Et c’est là que réside le problème : une seule personne, peu importe combien vous l’aimez et lui faites confiance, ne peut jamais répondre à toutes vos attentes et à tous vos besoins. Et ce n’est pas parce qu’elle est la bonne personne pour vous qu’elle fera toujours ce qu’il faut pour vous (ou même ce que vous considérez comme juste). Dans une relation, après de très nombreux mois de séances de harcèlement marathon, j’ai fini par me rendre compte qu’aucun encouragement, aucune supplication, aucune requête ne changerait jamais les choses. Les gens ne changeront pas pour vous – et surtout, vous ne devez pas leur demander de le faire. L’amour, inconditionnel ou autre, ne devrait jamais nécessiter de supplication ou de soumission, quelle que soit la raison impérieuse.
Un jour, un petit ami m’a accusé d' »aimer me battre avec lui », une déclaration qui ne pourrait pas être plus éloignée de la réalité – ou de la science. En fait, la plupart des femmes méprisent les conflits, affirme la neuropsychiatre Louann Brizendine, auteur de The Female Brain. Lorsque les femmes s’engagent dans une dispute avec un être cher, dit-elle, le cerveau est assiégé par des substances chimiques qui reflètent l’expérience d’une crise d’épilepsie.
La seule chose plus insupportable que de s’engager dans une guerre, dit Brizendine, c’est l’absence de guerre : « Si elle n’obtient pas la réponse attendue, elle persistera jusqu’à ce qu’elle commence à conclure qu’elle a fait quelque chose de mal, ou que la personne ne l’aime plus ou ne l’aime pas. »
Pour une femme plus douée émotionnellement, une persistance du niveau du lapin Energizer est un appel à l’aide, au soutien ou à l’amour tout à fait justifié, mais pour un homme émotionnellement déficient, c’est une attaque cruelle et interminable. Cela semble insensible ? C’est le cas, mais cela fait partie de notre programmation biologique, selon Brizendine : « Les hommes ont l’habitude d’éviter le contact avec les autres lorsqu’ils traversent eux-mêmes une période émotionnellement difficile. Ils traitent leurs problèmes seuls et pensent que les femmes voudraient faire de même. »
De toute façon, c’est la faute à qui ?
La raison pour laquelle les hommes n’affrontent pas leurs émotions – les vôtres, les leurs, celles du chat – est que tout au long de leur évolution, ils ne l’ont jamais fait. Ils n’ont jamais voulu le faire. Ils n’ont jamais su comment le faire. Ils n’en ont jamais eu besoin. À l’inverse, les femmes ont toujours cherché à entretenir l’intimité, en particulier l’intimité émotionnelle, dans leurs relations. Une étude publiée dans le Journal of Personality and Social Psychology a révélé que l’estime de soi des hommes était liée aux réalisations personnelles et à la réussite, tandis que l’estime de soi des femmes dépendait surtout des « liens et attachements » avec les personnes aimées.

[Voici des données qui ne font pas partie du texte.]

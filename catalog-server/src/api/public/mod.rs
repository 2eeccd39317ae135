//! 公开目录 API 模块
//!
//! 无需认证的店铺前台接口，挂载在根路径 (历史 URL 兼容)：
//! - `GET /getCatalog?slug=...`
//! - `GET /searchProducts?catalogId=...&query=...&category=...`
//! - `GET /getCatalogStats?catalogId=...`

mod handler;

use axum::{Router, routing::get};

use crate::core::ServerState;

pub fn router() -> Router<ServerState> {
    Router::new()
        .route("/getCatalog", get(handler::get_catalog))
        .route("/searchProducts", get(handler::search_products))
        .route("/getCatalogStats", get(handler::get_catalog_stats))
}
//! Catalog Repository

use super::{BaseRepository, RepoError, RepoResult, make_thing, strip_table_prefix};
use crate::catalog::slug::slugify;
use crate::db::models::{Catalog, CatalogCreate, CatalogUpdate};
use chrono::Utc;
use surrealdb::Surreal;
use surrealdb::engine::local::Db;
use surrealdb::sql::Thing;

const CATALOG_TABLE: &str = "catalog";

// =============================================================================
// Catalog Repository
// =============================================================================

#[derive(Clone)]
pub struct CatalogRepository {
    base: BaseRepository,
}

impl CatalogRepository {
    pub fn new(db: Surreal<Db>) -> Self {
        Self {
            base: BaseRepository::new(db),
        }
    }

    /// Find all catalogs (admin dashboard listing)
    pub async fn find_all(&self) -> RepoResult<Vec<Catalog>> {
        let catalogs: Vec<Catalog> = self
            .base
            .db()
            .query("SELECT * FROM catalog ORDER BY name")
            .await?
            .take(0)?;
        Ok(catalogs)
    }

    /// Find one catalog by its public slug (exact, case-sensitive match)
    ///
    /// LIMIT 1: slug 唯一性在写入时强制，读路径只取第一条。
    pub async fn find_by_slug(&self, slug: &str) -> RepoResult<Option<Catalog>> {
        let catalogs: Vec<Catalog> = self
            .base
            .db()
            .query("SELECT * FROM catalog WHERE slug = $slug LIMIT 1")
            .bind(("slug", slug.to_string()))
            .await?
            .take(0)?;
        Ok(catalogs.into_iter().next())
    }

    /// Find all catalogs owned by a client
    pub async fn find_by_client(&self, client_id: &str) -> RepoResult<Vec<Catalog>> {
        let catalogs: Vec<Catalog> = self
            .base
            .db()
            .query("SELECT * FROM catalog WHERE clientId = $client ORDER BY name")
            .bind(("client", client_id.to_string()))
            .await?
            .take(0)?;
        Ok(catalogs)
    }

    pub async fn find_by_id(&self, id: &str) -> RepoResult<Option<Catalog>> {
        let pure_id = strip_table_prefix(CATALOG_TABLE, id);
        let catalog: Option<Catalog> = self.base.db().select((CATALOG_TABLE, pure_id)).await?;
        Ok(catalog)
    }

    /// Check whether a slug is already taken by another catalog
    async fn slug_taken(&self, slug: &str, exclude: Option<&Thing>) -> RepoResult<bool> {
        #[derive(serde::Deserialize)]
        struct Found {
            #[allow(dead_code)]
            slug: String,
        }

        let mut query = if let Some(exclude) = exclude {
            self.base
                .db()
                .query("SELECT slug FROM catalog WHERE slug = $slug AND id != $exclude LIMIT 1")
                .bind(("slug", slug.to_string()))
                .bind(("exclude", exclude.clone()))
        } else {
            self.base
                .db()
                .query("SELECT slug FROM catalog WHERE slug = $slug LIMIT 1")
                .bind(("slug", slug.to_string()))
        }
        .await?;

        let found: Vec<Found> = query.take(0)?;
        Ok(!found.is_empty())
    }

    /// Create a new catalog
    ///
    /// slug 省略时从名称派生；无论来源都归一化后检查唯一性，
    /// 重复时拒绝写入 (Duplicate) 而不是留给读路径容忍。
    pub async fn create(&self, data: CatalogCreate) -> RepoResult<Catalog> {
        if data.name.trim().is_empty() {
            return Err(RepoError::Validation("catalog name cannot be empty".into()));
        }

        let slug = match &data.slug {
            Some(s) if !s.trim().is_empty() => slugify(s),
            _ => slugify(&data.name),
        };
        if slug.is_empty() {
            return Err(RepoError::Validation(format!(
                "cannot derive a slug from '{}'",
                data.name
            )));
        }
        if self.slug_taken(&slug, None).await? {
            return Err(RepoError::Duplicate(format!("slug '{}' already in use", slug)));
        }

        let now = Utc::now();
        let catalog = Catalog {
            id: None,
            name: data.name,
            slug,
            client_id: data.client_id,
            description: data.description.unwrap_or_default(),
            logo: data.logo,
            theme: data.theme,
            created_at: now,
            updated_at: now,
        };

        let created: Option<Catalog> = self
            .base
            .db()
            .create(CATALOG_TABLE)
            .content(catalog)
            .await?;

        created.ok_or_else(|| RepoError::Database("Failed to create catalog".to_string()))
    }

    /// Update a catalog (partial; always refreshes updatedAt)
    pub async fn update(&self, id: &str, data: CatalogUpdate) -> RepoResult<Catalog> {
        let pure_id = strip_table_prefix(CATALOG_TABLE, id);
        let thing = make_thing(CATALOG_TABLE, pure_id);

        if let Some(name) = &data.name
            && name.trim().is_empty()
        {
            return Err(RepoError::Validation("catalog name cannot be empty".into()));
        }

        // Normalize + uniqueness check when the slug changes
        let slug = match &data.slug {
            Some(s) => {
                let slug = slugify(s);
                if slug.is_empty() {
                    return Err(RepoError::Validation("slug cannot be empty".into()));
                }
                if self.slug_taken(&slug, Some(&thing)).await? {
                    return Err(RepoError::Duplicate(format!(
                        "slug '{}' already in use",
                        slug
                    )));
                }
                Some(slug)
            }
            None => None,
        };

        // Build dynamic SET clauses with proper type bindings
        let mut set_parts: Vec<&str> = vec!["updatedAt = $updated_at"];

        if data.name.is_some() {
            set_parts.push("name = $name");
        }
        if slug.is_some() {
            set_parts.push("slug = $slug");
        }
        if data.client_id.is_some() {
            set_parts.push("clientId = $client_id");
        }
        if data.description.is_some() {
            set_parts.push("description = $description");
        }
        if data.logo.is_some() {
            set_parts.push("logo = $logo");
        }
        if data.theme.is_some() {
            set_parts.push("theme = $theme");
        }

        let query_str = format!(
            "UPDATE $thing SET {} RETURN AFTER",
            set_parts.join(", ")
        );

        let mut query = self
            .base
            .db()
            .query(&query_str)
            .bind(("thing", thing))
            .bind(("updated_at", Utc::now()));

        if let Some(v) = data.name {
            query = query.bind(("name", v));
        }
        if let Some(v) = slug {
            query = query.bind(("slug", v));
        }
        if let Some(v) = data.client_id {
            query = query.bind(("client_id", v));
        }
        if let Some(v) = data.description {
            query = query.bind(("description", v));
        }
        if let Some(v) = data.logo {
            query = query.bind(("logo", v));
        }
        if let Some(v) = data.theme {
            query = query.bind(("theme", v));
        }

        let mut result = query.await?;
        let catalogs: Vec<Catalog> = result.take(0)?;

        catalogs
            .into_iter()
            .next()
            .ok_or_else(|| RepoError::NotFound(format!("Catalog {} not found", id)))
    }

    /// Refresh a catalog's updatedAt (called when its products change)
    pub async fn touch(&self, id: &str) -> RepoResult<()> {
        let thing = make_thing(CATALOG_TABLE, id);
        self.base
            .db()
            .query("UPDATE $thing SET updatedAt = $updated_at")
            .bind(("thing", thing))
            .bind(("updated_at", Utc::now()))
            .await?;
        Ok(())
    }

    /// Hard delete a catalog and cascade-delete its products
    ///
    /// Ownership is for deletion purposes only: products live in their own
    /// flat collection, linked by catalogId.
    pub async fn delete(&self, id: &str) -> RepoResult<()> {
        let pure_id = strip_table_prefix(CATALOG_TABLE, id);
        let thing = make_thing(CATALOG_TABLE, pure_id);

        // Cascade: products first, then the catalog record itself.
        // Category records are intentionally left alone (labels, not owned data).
        self.base
            .db()
            .query("DELETE product WHERE catalogId = $catalog")
            .bind(("catalog", thing.to_string()))
            .await?;

        let result: Option<Catalog> = self.base.db().delete((CATALOG_TABLE, pure_id)).await?;
        if result.is_none() {
            return Err(RepoError::NotFound(format!("Catalog {} not found", id)));
        }
        Ok(())
    }
}
//! Public catalog API handlers

use axum::{
    Json,
    extract::{Query, State},
};
use serde::{Deserialize, Serialize};

use crate::catalog::{self, CatalogResolver, CatalogStats, CatalogView};
use crate::core::ServerState;
use crate::db::models::Product;
use crate::db::repository::{CatalogRepository, ProductRepository};
use crate::utils::{AppError, AppResult};

#[derive(Debug, Deserialize)]
pub struct CatalogQuery {
    pub slug: Option<String>,
}

#[derive(Debug, Deserialize)]
#[serde(rename_all = "camelCase")]
pub struct SearchQuery {
    pub catalog_id: Option<String>,
    pub query: Option<String>,
    pub category: Option<String>,
}

#[derive(Debug, Deserialize)]
#[serde(rename_all = "camelCase")]
pub struct StatsQuery {
    pub catalog_id: Option<String>,
}

#[derive(Debug, Serialize)]
pub struct SearchResponse {
    pub products: Vec<Product>,
}

/// GET /getCatalog?slug=... - 按 slug 解析目录及其全部产品
pub async fn get_catalog(
    State(state): State<ServerState>,
    Query(params): Query<CatalogQuery>,
) -> AppResult<Json<CatalogView>> {
    let slug = params.slug.unwrap_or_default();
    let resolver = CatalogResolver::new(state.get_db());
    let view = resolver.resolve(&slug).await?;
    Ok(Json(view))
}

/// GET /searchProducts?catalogId=...&query=...&category=... - 过滤产品
pub async fn search_products(
    State(state): State<ServerState>,
    Query(params): Query<SearchQuery>,
) -> AppResult<Json<SearchResponse>> {
    let catalog_id = params
        .catalog_id
        .filter(|id| !id.trim().is_empty())
        .ok_or_else(|| AppError::invalid("Missing required parameter: catalogId"))?;

    let products = load_catalog_products(&state, &catalog_id).await?;
    let query = params.query.unwrap_or_default();
    let category = params
        .category
        .unwrap_or_else(|| catalog::ALL_CATEGORIES.to_string());

    Ok(Json(SearchResponse {
        products: catalog::filter::filter(&products, &query, &category),
    }))
}

/// GET /getCatalogStats?catalogId=... - 聚合目录统计
pub async fn get_catalog_stats(
    State(state): State<ServerState>,
    Query(params): Query<StatsQuery>,
) -> AppResult<Json<CatalogStats>> {
    let catalog_id = params
        .catalog_id
        .filter(|id| !id.trim().is_empty())
        .ok_or_else(|| AppError::invalid("Missing required parameter: catalogId"))?;

    let products = load_catalog_products(&state, &catalog_id).await?;
    Ok(Json(catalog::stats::aggregate(&products)))
}

/// 加载目录的产品集，目录不存在时返回 404
async fn load_catalog_products(state: &ServerState, catalog_id: &str) -> AppResult<Vec<Product>> {
    let catalogs = CatalogRepository::new(state.get_db());
    let catalog = catalogs
        .find_by_id(catalog_id)
        .await?
        .ok_or_else(|| AppError::not_found(format!("Catalog {} not found", catalog_id)))?;

    let id = catalog
        .id
        .as_ref()
        .map(|t| t.to_string())
        .unwrap_or_else(|| catalog_id.to_string());

    let products = ProductRepository::new(state.get_db());
    Ok(products.find_by_catalog(&id).await?)
}
//! 管理端 API 集成测试
//!
//! 覆盖目录/产品/分类/客户的 CRUD、slug 冲突、级联删除和巡检接口。

use axum::Router;
use axum::body::Body;
use catalog_server::db::models::Catalog;
use catalog_server::db::repository::strip_table_prefix;
use catalog_server::routes::{self, OneshotRouter};
use catalog_server::{Config, ServerState};
use http::{Method, Request, StatusCode};
use serde_json::{Value, json};

async fn setup() -> (ServerState, Router<ServerState>) {
    let config = Config::with_overrides("/tmp/catalog-test", 0, true);
    let state = ServerState::initialize(&config).await;
    let router = routes::build_app(&state);
    (state, router)
}

async fn call(
    router: &mut Router<ServerState>,
    state: &ServerState,
    method: Method,
    uri: &str,
    body: Option<Value>,
) -> (StatusCode, Value) {
    let mut builder = Request::builder().method(method).uri(uri);
    let request = match body {
        Some(json_body) => {
            builder = builder.header("content-type", "application/json");
            builder
                .body(Body::from(serde_json::to_vec(&json_body).unwrap()))
                .expect("request")
        }
        None => builder.body(Body::empty()).expect("request"),
    };

    let response = router.oneshot(state, request).await.expect("oneshot");
    let status = response.status();
    let bytes = axum::body::to_bytes(response.into_body(), usize::MAX)
        .await
        .expect("body");
    let json = if bytes.is_empty() {
        Value::Null
    } else {
        serde_json::from_slice(&bytes).expect("json body")
    };
    (status, json)
}

async fn get(r: &mut Router<ServerState>, s: &ServerState, uri: &str) -> (StatusCode, Value) {
    call(r, s, Method::GET, uri, None).await
}

/// 创建测试客户，返回 id
async fn create_client(router: &mut Router<ServerState>, state: &ServerState) -> String {
    let (status, body) = call(
        router,
        state,
        Method::POST,
        "/api/clients",
        Some(json!({
            "name": "Cliente Test",
            "email": "test@example.com"
        })),
    )
    .await;
    assert_eq!(status, StatusCode::OK);
    body["id"].as_str().expect("client id").to_string()
}

#[tokio::test]
async fn catalog_crud_roundtrip() {
    let (state, mut router) = setup().await;
    let client_id = create_client(&mut router, &state).await;

    // Create - slug 从名称派生
    let (status, created) = call(
        &mut router,
        &state,
        Method::POST,
        "/api/catalogs",
        Some(json!({
            "name": "Botas El Paso",
            "clientId": client_id,
            "description": "Botas artesanales"
        })),
    )
    .await;
    assert_eq!(status, StatusCode::OK);
    assert_eq!(created["slug"], "botas-el-paso");
    let id = created["id"].as_str().unwrap().to_string();

    // Read by id / by slug
    let (status, fetched) = get(&mut router, &state, &format!("/api/catalogs/{}", id)).await;
    assert_eq!(status, StatusCode::OK);
    assert_eq!(fetched["name"], "Botas El Paso");

    let (status, by_slug) = get(&mut router, &state, "/api/catalogs/by-slug/botas-el-paso").await;
    assert_eq!(status, StatusCode::OK);
    assert_eq!(by_slug["id"], created["id"]);

    // Update - 只改描述，slug 不变
    let (status, updated) = call(
        &mut router,
        &state,
        Method::PUT,
        &format!("/api/catalogs/{}", id),
        Some(json!({ "description": "Botas de cuero" })),
    )
    .await;
    assert_eq!(status, StatusCode::OK);
    assert_eq!(updated["description"], "Botas de cuero");
    assert_eq!(updated["slug"], "botas-el-paso");

    // Delete → 后续读取 404
    let (status, _) = call(
        &mut router,
        &state,
        Method::DELETE,
        &format!("/api/catalogs/{}", id),
        None,
    )
    .await;
    assert_eq!(status, StatusCode::OK);

    let (status, _) = get(&mut router, &state, &format!("/api/catalogs/{}", id)).await;
    assert_eq!(status, StatusCode::NOT_FOUND);
}

#[tokio::test]
async fn duplicate_slug_is_conflict() {
    let (state, mut router) = setup().await;
    let client_id = create_client(&mut router, &state).await;

    // 种子数据已占用 "tienda-ejemplo"
    let (status, body) = call(
        &mut router,
        &state,
        Method::POST,
        "/api/catalogs",
        Some(json!({
            "name": "Tienda Ejemplo",
            "clientId": client_id
        })),
    )
    .await;
    assert_eq!(status, StatusCode::CONFLICT);
    assert!(body["error"].is_string());

    // 显式 slug 撞车同样拒绝
    let (status, _) = call(
        &mut router,
        &state,
        Method::POST,
        "/api/catalogs",
        Some(json!({
            "name": "Otra Tienda",
            "slug": "tienda-ejemplo",
            "clientId": client_id
        })),
    )
    .await;
    assert_eq!(status, StatusCode::CONFLICT);
}

#[tokio::test]
async fn catalog_update_rejects_empty_name() {
    let (state, mut router) = setup().await;
    let catalog_id = seeded_catalog_id(&mut router, &state).await;

    let (status, _) = call(
        &mut router,
        &state,
        Method::PUT,
        &format!("/api/catalogs/{}", catalog_id),
        Some(json!({ "name": "  " })),
    )
    .await;
    assert_eq!(status, StatusCode::BAD_REQUEST);

    // 记录保持不变
    let (_, fetched) = get(&mut router, &state, &format!("/api/catalogs/{}", catalog_id)).await;
    assert_eq!(fetched["name"], "Tienda Ejemplo");
}

async fn seeded_catalog_id(router: &mut Router<ServerState>, state: &ServerState) -> String {
    let (status, body) = get(router, state, "/api/catalogs/by-slug/tienda-ejemplo").await;
    assert_eq!(status, StatusCode::OK);
    body["id"].as_str().expect("catalog id").to_string()
}

#[tokio::test]
async fn product_crud_roundtrip() {
    let (state, mut router) = setup().await;
    let catalog_id = seeded_catalog_id(&mut router, &state).await;

    // Create
    let (status, created) = call(
        &mut router,
        &state,
        Method::POST,
        &format!("/api/catalogs/{}/products", catalog_id),
        Some(json!({
            "name": "Producto 3",
            "price": 19.5,
            "category": "Categoría 1",
            "stock": 0
        })),
    )
    .await;
    assert_eq!(status, StatusCode::OK);
    let id = created["id"].as_str().unwrap().to_string();
    assert_eq!(created["catalogId"].as_str().unwrap(), catalog_id);

    // 目录产品列表包含新产品
    let (_, products) = get(
        &mut router,
        &state,
        &format!("/api/catalogs/{}/products", catalog_id),
    )
    .await;
    assert_eq!(products.as_array().unwrap().len(), 3);

    // Update
    let (status, updated) = call(
        &mut router,
        &state,
        Method::PUT,
        &format!("/api/products/{}", id),
        Some(json!({ "price": 24.0 })),
    )
    .await;
    assert_eq!(status, StatusCode::OK);
    assert_eq!(updated["price"].as_f64().unwrap(), 24.0);
    // stock=0 表示缺货，不等于未跟踪
    assert_eq!(updated["stock"], 0);

    // Delete
    let (status, _) = call(
        &mut router,
        &state,
        Method::DELETE,
        &format!("/api/products/{}", id),
        None,
    )
    .await;
    assert_eq!(status, StatusCode::OK);

    let (status, _) = get(&mut router, &state, &format!("/api/products/{}", id)).await;
    assert_eq!(status, StatusCode::NOT_FOUND);
}

#[tokio::test]
async fn product_create_rejects_bad_input() {
    let (state, mut router) = setup().await;
    let catalog_id = seeded_catalog_id(&mut router, &state).await;

    // 负价格
    let (status, _) = call(
        &mut router,
        &state,
        Method::POST,
        &format!("/api/catalogs/{}/products", catalog_id),
        Some(json!({ "name": "Gratis", "price": -1.0 })),
    )
    .await;
    assert_eq!(status, StatusCode::BAD_REQUEST);

    // 目录不存在
    let (status, _) = call(
        &mut router,
        &state,
        Method::POST,
        "/api/catalogs/catalog:missing/products",
        Some(json!({ "name": "Huerfano", "price": 1.0 })),
    )
    .await;
    assert_eq!(status, StatusCode::NOT_FOUND);
}

#[tokio::test]
async fn deleting_catalog_cascades_products() {
    let (state, mut router) = setup().await;
    let catalog_id = seeded_catalog_id(&mut router, &state).await;

    let (_, products) = get(
        &mut router,
        &state,
        &format!("/api/catalogs/{}/products", catalog_id),
    )
    .await;
    let product_id = products.as_array().unwrap()[0]["id"]
        .as_str()
        .unwrap()
        .to_string();

    let (status, _) = call(
        &mut router,
        &state,
        Method::DELETE,
        &format!("/api/catalogs/{}", catalog_id),
        None,
    )
    .await;
    assert_eq!(status, StatusCode::OK);

    // 产品随目录一起删除
    let (status, _) = get(&mut router, &state, &format!("/api/products/{}", product_id)).await;
    assert_eq!(status, StatusCode::NOT_FOUND);

    // 巡检确认没有孤儿产品残留
    let (status, report) = get(&mut router, &state, "/api/diagnostics").await;
    assert_eq!(status, StatusCode::OK);
    assert_eq!(report["orphanProducts"].as_array().unwrap().len(), 0);
}

#[tokio::test]
async fn diagnostics_flags_orphaned_products() {
    let (state, mut router) = setup().await;
    let catalog_id = seeded_catalog_id(&mut router, &state).await;

    let (_, products) = get(
        &mut router,
        &state,
        &format!("/api/catalogs/{}/products", catalog_id),
    )
    .await;
    let product_id = products.as_array().unwrap()[0]["id"]
        .as_str()
        .unwrap()
        .to_string();

    // 绕过级联删除，直接移除目录记录，留下孤儿产品
    let pure_id = strip_table_prefix("catalog", &catalog_id).to_string();
    let _: Option<Catalog> = state
        .get_db()
        .delete(("catalog", pure_id.as_str()))
        .await
        .expect("raw catalog delete");

    let (status, report) = get(&mut router, &state, "/api/diagnostics").await;
    assert_eq!(status, StatusCode::OK);

    let orphans = report["orphanProducts"].as_array().unwrap();
    assert_eq!(orphans.len(), 2);
    assert!(
        orphans
            .iter()
            .any(|o| o.as_str() == Some(product_id.as_str()))
    );
}

#[tokio::test]
async fn category_crud_roundtrip() {
    let (state, mut router) = setup().await;
    let catalog_id = seeded_catalog_id(&mut router, &state).await;

    let (status, created) = call(
        &mut router,
        &state,
        Method::POST,
        &format!("/api/catalogs/{}/categories", catalog_id),
        Some(json!({ "name": "Ofertas", "color": "#ef4444" })),
    )
    .await;
    assert_eq!(status, StatusCode::OK);
    let id = created["id"].as_str().unwrap().to_string();

    let (_, categories) = get(
        &mut router,
        &state,
        &format!("/api/catalogs/{}/categories", catalog_id),
    )
    .await;
    assert_eq!(categories.as_array().unwrap().len(), 3);

    let (status, updated) = call(
        &mut router,
        &state,
        Method::PUT,
        &format!("/api/categories/{}", id),
        Some(json!({ "name": "Rebajas" })),
    )
    .await;
    assert_eq!(status, StatusCode::OK);
    assert_eq!(updated["name"], "Rebajas");

    let (status, _) = call(
        &mut router,
        &state,
        Method::DELETE,
        &format!("/api/categories/{}", id),
        None,
    )
    .await;
    assert_eq!(status, StatusCode::OK);
}

#[tokio::test]
async fn catalog_stats_endpoint_includes_category_counts() {
    let (state, mut router) = setup().await;
    let catalog_id = seeded_catalog_id(&mut router, &state).await;

    let (status, body) = get(
        &mut router,
        &state,
        &format!("/api/catalogs/{}/stats", catalog_id),
    )
    .await;
    assert_eq!(status, StatusCode::OK);
    assert_eq!(body["totalProducts"], 2);

    let counts = body["categoryCounts"].as_array().unwrap();
    // "all" 哨兵排在最前，计数为总数
    assert_eq!(counts[0]["name"], "all");
    assert_eq!(counts[0]["count"], 2);
}

#[tokio::test]
async fn client_listing_and_catalog_ownership() {
    let (state, mut router) = setup().await;

    let (status, clients) = get(&mut router, &state, "/api/clients").await;
    assert_eq!(status, StatusCode::OK);
    let seeded = clients.as_array().unwrap();
    assert_eq!(seeded.len(), 1);
    let client_id = seeded[0]["id"].as_str().unwrap().to_string();

    let (status, catalogs) = get(
        &mut router,
        &state,
        &format!("/api/clients/{}/catalogs", client_id),
    )
    .await;
    assert_eq!(status, StatusCode::OK);
    assert_eq!(catalogs.as_array().unwrap().len(), 1);
    assert_eq!(catalogs.as_array().unwrap()[0]["slug"], "tienda-ejemplo");
}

Dans un monde parfait, les hommes et les femmes assumeraient la même responsabilité pour leur incapacité à comprendre les besoins émotionnels de l’autre et prendraient des mesures pour devenir de meilleurs communicateurs. Le problème évident est que de nombreux hommes n’ont pas la capacité de comprendre pleinement les besoins émotionnels (comme en témoigne le paragraphe précédent). Je sais que c’est une dérobade sexiste de dire que les hommes manquent d’émotions, mais c’est alors aux femmes qu’il incombe de sacrifier leurs besoins émotionnels et de se taire. J’ai essayé d’être un martyr dans le passé et cela n’a pas été particulièrement efficace ou apprécié.
Récemment, j’ai travaillé pour adopter une perspective différente – une perspective ancrée non pas dans le sacrifice, mais dans l’amour réel. Ainsi, peu importe le nombre de fois où ma mère me harcèle et/ou où je n’acquiesce pas à toutes ses demandes, nous nous aimons toujours inconditionnellement, et tout ressentiment résiduel est de courte durée. Nous ne cesserons jamais de nous parler ou de mettre fin à notre relation à cause de cela. Je devrais peut-être adopter une approche similaire avec mes partenaires romantiques : Plutôt que de me sentir justifiée de me plaindre constamment (car s’ils m’aimaient vraiment, ils changeraient), ne devrais-je pas reconnaître qu’ils ont droit au même argument : Que si je les aimais vraiment, ne devrais-je pas changer aussi ?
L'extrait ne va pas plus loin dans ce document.